いぇーい yield と co と koa

いぇーい

express の後継だけあって期待が高まってる Koa ですが、あの珍妙な yield による同期処理っぽい記述がどのようにして支えられているかメモってみます。

年末年始を経てヤル気が高まってきたので、久々にnodeの話。

visionmedia/co

さて本題。

早速ですが、koa の middleware における、あの特徴的な yield 天国は、koa ではなく co というモジュールによるものです。サンプルを見るのが早いです。

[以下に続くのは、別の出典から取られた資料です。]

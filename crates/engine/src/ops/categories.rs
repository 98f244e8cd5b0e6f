use sea_orm::{
    ActiveValue, Condition, DatabaseTransaction, PaginatorTrait, QueryFilter, QueryOrder,
    TransactionTrait, prelude::*,
};
use uuid::Uuid;

use crate::{
    BudgetClassification, Category, CategoryNew, CategoryPatch, CategoryType, EngineError,
    ResultEngine, categories, transactions, util,
};

use super::{Engine, with_tx};

const MAX_CATEGORY_NAME_LEN: usize = 100;

use BudgetClassification::{Needs, Savings, Wants};
use CategoryType::{Expense, Income};

/// Global categories shipped with every installation, split along the
/// 50/30/20 rule.
const SYSTEM_CATEGORIES: &[(&str, CategoryType, Option<BudgetClassification>, &str, &str)] = &[
    ("Housing", Expense, Some(Needs), "🏠", "#FF6B6B"),
    ("Utilities", Expense, Some(Needs), "💡", "#FFA07A"),
    ("Groceries & Food", Expense, Some(Needs), "🛒", "#4ECDC4"),
    ("Transportation", Expense, Some(Needs), "🚗", "#45B7D1"),
    ("Healthcare & Medical", Expense, Some(Needs), "⚕️", "#98D8C8"),
    ("Insurance", Expense, Some(Needs), "🛡️", "#A8D8EA"),
    ("Debt Payments & EMIs", Expense, Some(Needs), "💳", "#FFD93D"),
    ("Childcare & Education", Expense, Some(Needs), "👶", "#FCBAD3"),
    ("Dining & Restaurants", Expense, Some(Wants), "🍽️", "#F38181"),
    ("Entertainment", Expense, Some(Wants), "🎬", "#AA96DA"),
    ("Shopping & Clothing", Expense, Some(Wants), "🛍️", "#FFB6C1"),
    ("Personal Care & Beauty", Expense, Some(Wants), "💅", "#C3AED6"),
    ("Subscriptions", Expense, Some(Wants), "📱", "#B8E6B8"),
    ("Travel & Vacation", Expense, Some(Wants), "✈️", "#4D96FF"),
    ("Hobbies & Recreation", Expense, Some(Wants), "🎨", "#DDA0DD"),
    ("Gifts & Donations", Expense, Some(Wants), "🎁", "#FF6B9D"),
    ("Pet Care", Expense, Some(Wants), "🐾", "#87CEEB"),
    ("Investments", Expense, Some(Savings), "📈", "#6BCB77"),
    ("Emergency Fund", Expense, Some(Savings), "🏦", "#27AE60"),
    ("Retirement Savings", Expense, Some(Savings), "👴", "#2ECC71"),
    ("Professional Services", Expense, Some(Needs), "💼", "#8E44AD"),
    ("Technology & Gadgets", Expense, Some(Wants), "💻", "#3498DB"),
    ("Home Maintenance", Expense, Some(Needs), "🔧", "#E67E22"),
    ("Taxes", Expense, Some(Needs), "📋", "#95A5A6"),
    ("Miscellaneous", Expense, Some(Needs), "📦", "#BDC3C7"),
    ("Salary & Wages", Income, None, "💼", "#27AE60"),
    ("Freelance & Business Income", Income, None, "🚀", "#2ECC71"),
    ("Investment Returns", Income, None, "📊", "#16A085"),
    ("Rental Income", Income, None, "🏘️", "#1ABC9C"),
    ("Gifts Received", Income, None, "🎉", "#3498DB"),
    ("Other Income", Income, None, "💵", "#9B59B6"),
];

impl Engine {
    /// Global categories plus the custom ones of the actor's active family,
    /// by `display_order` then name.
    pub async fn list_categories(
        &self,
        actor: Uuid,
        category_type: Option<CategoryType>,
    ) -> ResultEngine<Vec<Category>> {
        with_tx!(self, |db_tx| {
            let (_, scope) = self.actor_scope(&db_tx, actor).await?;
            let mut visible = Condition::any().add(categories::Column::FamilyId.is_null());
            if let Some(family_id) = scope.family_id() {
                visible = visible.add(categories::Column::FamilyId.eq(family_id));
            }
            let mut query = categories::Entity::find()
                .filter(visible)
                .order_by_asc(categories::Column::DisplayOrder)
                .order_by_asc(categories::Column::Name);
            if let Some(kind) = category_type {
                query = query.filter(categories::Column::CategoryType.eq(kind.as_str()));
            }
            query
                .all(&db_tx)
                .await?
                .into_iter()
                .map(Category::try_from)
                .collect()
        })
    }

    /// Adds a custom category to the actor's active family.
    pub async fn create_category(&self, actor: Uuid, new: CategoryNew) -> ResultEngine<Category> {
        let name = util::normalize_required_name(&new.name, "category", MAX_CATEGORY_NAME_LEN)?;
        with_tx!(self, |db_tx| {
            let (_, scope) = self.actor_scope(&db_tx, actor).await?;
            let Some(family_id) = scope.family_id() else {
                return Err(EngineError::Forbidden(
                    "custom categories need an active family".to_string(),
                ));
            };
            let family_id = self
                .creation_family(&db_tx, actor, scope, Some(family_id))
                .await?;

            if let Some(parent_id) = new.parent_category_id {
                let parent = self
                    .require_usable_category(&db_tx, parent_id, family_id)
                    .await?;
                if parent.category_type != new.category_type.as_str() {
                    return Err(EngineError::InvalidReference(
                        "parent category has a different type".to_string(),
                    ));
                }
            }

            let model = categories::ActiveModel {
                id: ActiveValue::Set(Uuid::new_v4()),
                name: ActiveValue::Set(name),
                family_id: ActiveValue::Set(family_id),
                parent_category_id: ActiveValue::Set(new.parent_category_id),
                category_type: ActiveValue::Set(new.category_type.as_str().to_string()),
                budget_classification: ActiveValue::Set(
                    new.budget_classification.map(|c| c.as_str().to_string()),
                ),
                icon: ActiveValue::Set(util::normalize_optional_text(new.icon)),
                color: ActiveValue::Set(util::normalize_optional_text(new.color)),
                is_system: ActiveValue::Set(false),
                display_order: ActiveValue::Set(new.display_order.unwrap_or(0)),
            }
            .insert(&db_tx)
            .await?;
            Category::try_from(model)
        })
    }

    pub async fn update_category(
        &self,
        actor: Uuid,
        category_id: Uuid,
        mut patch: CategoryPatch,
    ) -> ResultEngine<Category> {
        if let Some(name) = patch.name.take() {
            patch.name = Some(util::normalize_required_name(
                &name,
                "category",
                MAX_CATEGORY_NAME_LEN,
            )?);
        }
        patch.icon = patch.icon.map(util::normalize_optional_text);
        patch.color = patch.color.map(util::normalize_optional_text);

        with_tx!(self, |db_tx| {
            let model = self
                .require_custom_category_write(&db_tx, actor, category_id)
                .await?;
            let mut category = Category::try_from(model)?;
            patch.apply(&mut category);

            let model = categories::ActiveModel {
                id: ActiveValue::Unchanged(category.id),
                name: ActiveValue::Set(category.name),
                budget_classification: ActiveValue::Set(
                    category.budget_classification.map(|c| c.as_str().to_string()),
                ),
                icon: ActiveValue::Set(category.icon),
                color: ActiveValue::Set(category.color),
                display_order: ActiveValue::Set(category.display_order),
                ..Default::default()
            }
            .update(&db_tx)
            .await?;
            Category::try_from(model)
        })
    }

    /// Deletes an unused custom category.
    pub async fn delete_category(&self, actor: Uuid, category_id: Uuid) -> ResultEngine<()> {
        with_tx!(self, |db_tx| {
            self.require_custom_category_write(&db_tx, actor, category_id)
                .await?;
            let in_use = transactions::Entity::find()
                .filter(
                    Condition::any()
                        .add(transactions::Column::CategoryId.eq(category_id))
                        .add(transactions::Column::SubcategoryId.eq(category_id)),
                )
                .count(&db_tx)
                .await?;
            if in_use > 0 {
                return Err(EngineError::ExistingKey(format!(
                    "category is used by {in_use} transactions"
                )));
            }
            categories::Entity::delete_by_id(category_id)
                .exec(&db_tx)
                .await?;
            Ok(())
        })
    }

    /// Inserts the missing system categories. Returns how many were added.
    pub async fn seed_system_categories(&self) -> ResultEngine<u64> {
        let inserted = with_tx!(self, |db_tx| {
            let mut inserted = 0;
            for (order, (name, kind, classification, icon, color)) in
                SYSTEM_CATEGORIES.iter().enumerate()
            {
                let exists = categories::Entity::find()
                    .filter(categories::Column::IsSystem.eq(true))
                    .filter(categories::Column::FamilyId.is_null())
                    .filter(categories::Column::Name.eq(*name))
                    .count(&db_tx)
                    .await?
                    > 0;
                if exists {
                    continue;
                }
                categories::ActiveModel {
                    id: ActiveValue::Set(Uuid::new_v4()),
                    name: ActiveValue::Set((*name).to_string()),
                    family_id: ActiveValue::Set(None),
                    parent_category_id: ActiveValue::Set(None),
                    category_type: ActiveValue::Set(kind.as_str().to_string()),
                    budget_classification: ActiveValue::Set(
                        classification.map(|c| c.as_str().to_string()),
                    ),
                    icon: ActiveValue::Set(Some((*icon).to_string())),
                    color: ActiveValue::Set(Some((*color).to_string())),
                    is_system: ActiveValue::Set(true),
                    display_order: ActiveValue::Set(i32::try_from(order + 1).unwrap_or(i32::MAX)),
                }
                .insert(&db_tx)
                .await?;
                inserted += 1;
            }
            Ok(inserted)
        })?;

        tracing::info!("seeded {inserted} system categories");
        Ok(inserted)
    }

    /// The category exists and is global or belongs to `family_id`.
    pub(super) async fn require_usable_category(
        &self,
        db: &DatabaseTransaction,
        category_id: Uuid,
        family_id: Option<Uuid>,
    ) -> ResultEngine<categories::Model> {
        categories::Entity::find_by_id(category_id)
            .one(db)
            .await?
            .filter(|category| category.usable_in(family_id))
            .ok_or_else(|| EngineError::InvalidReference(format!("unknown category {category_id}")))
    }

    /// A custom category of a family the actor may write in.
    async fn require_custom_category_write(
        &self,
        db: &DatabaseTransaction,
        actor: Uuid,
        category_id: Uuid,
    ) -> ResultEngine<categories::Model> {
        let model = categories::Entity::find_by_id(category_id)
            .one(db)
            .await?
            .ok_or_else(|| EngineError::KeyNotFound("category not exists".to_string()))?;
        let Some(family_id) = model.family_id else {
            return Err(EngineError::Forbidden(
                "system categories cannot be modified".to_string(),
            ));
        };
        if model.is_system {
            return Err(EngineError::Forbidden(
                "system categories cannot be modified".to_string(),
            ));
        }
        let role = self
            .family_role(db, family_id, actor)
            .await?
            .ok_or_else(|| EngineError::KeyNotFound("category not exists".to_string()))?;
        if !role.can_write() {
            return Err(EngineError::Forbidden(
                "viewers cannot modify categories".to_string(),
            ));
        }
        Ok(model)
    }
}

#[cfg(test)]
mod tests {
    use std::collections::HashSet;

    use super::*;

    #[test]
    fn system_categories_have_unique_names() {
        let names: HashSet<_> = SYSTEM_CATEGORIES.iter().map(|(name, ..)| *name).collect();
        assert_eq!(names.len(), SYSTEM_CATEGORIES.len());
    }

    #[test]
    fn only_expenses_are_classified() {
        for (name, kind, classification, ..) in SYSTEM_CATEGORIES {
            assert_eq!(
                *kind == CategoryType::Expense,
                classification.is_some(),
                "{name}"
            );
        }
    }
}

本件は yield を使うので、現時点では node v0.11.x を --harmony オプション付き実行が必要なことに注意してください

下記は co を単品で利用した場合のサンプルです。

/**
 * GETリクエストを非同期処理するモジュールを想定
 * @example get('http://example.com')(function() { /* callback! */ });
 */
var get = require('get');
var co  = require('co');

/**
 * @example 非同期処理を直列で逐次実行する
 */
co(function *(){
  var a = yield get('http://google.com');
  var b = yield get('http://yahoo.com');
  var c = yield get('http://cloudup.com');
  console.log(a.status);
  console.log(b.status);
  console.log(c.status);
})()

/**
 * @example 非同期処理を並列実行して待ち合わせる
 */
co(function *(){
  var a = get('http://google.com');
  var b = get('http://yahoo.com');
  var c = get('http://cloudup.com');
  var res = yield [a, b, c];
  console.log(res);
})()

非同期な処理を、まるで同期処理かのように平たく記述することができます。この手のコールバック地獄向けのソリューションは色々ありますが、なかなかクールなほうに見えます。

大雑把には以下のような流れで内部処理されています。yieldableという言葉が出てきますが、これは後述します。

  • generator function を co でラップする
  • ラップした関数を実行する
  • generator 内で yield のとき yieldable なオブジェクトを返す
  • co が返ってきた yieldable オブジェクトの完了を判断して gen.next() する
  • 以降 done とか StopIteration まで繰り返し

generator の yield で止めて、gen.next() で止めた場所に戻れる特徴を利用しています。

yieldable

yieldableというのは、co 内で yield を利用した同期処理っぽい文法に対応できるオブジェクトたちです。たぶんcoの造語であって一般的な語彙ではない…気がします。Array や Object は parallel execution、並列実行用です。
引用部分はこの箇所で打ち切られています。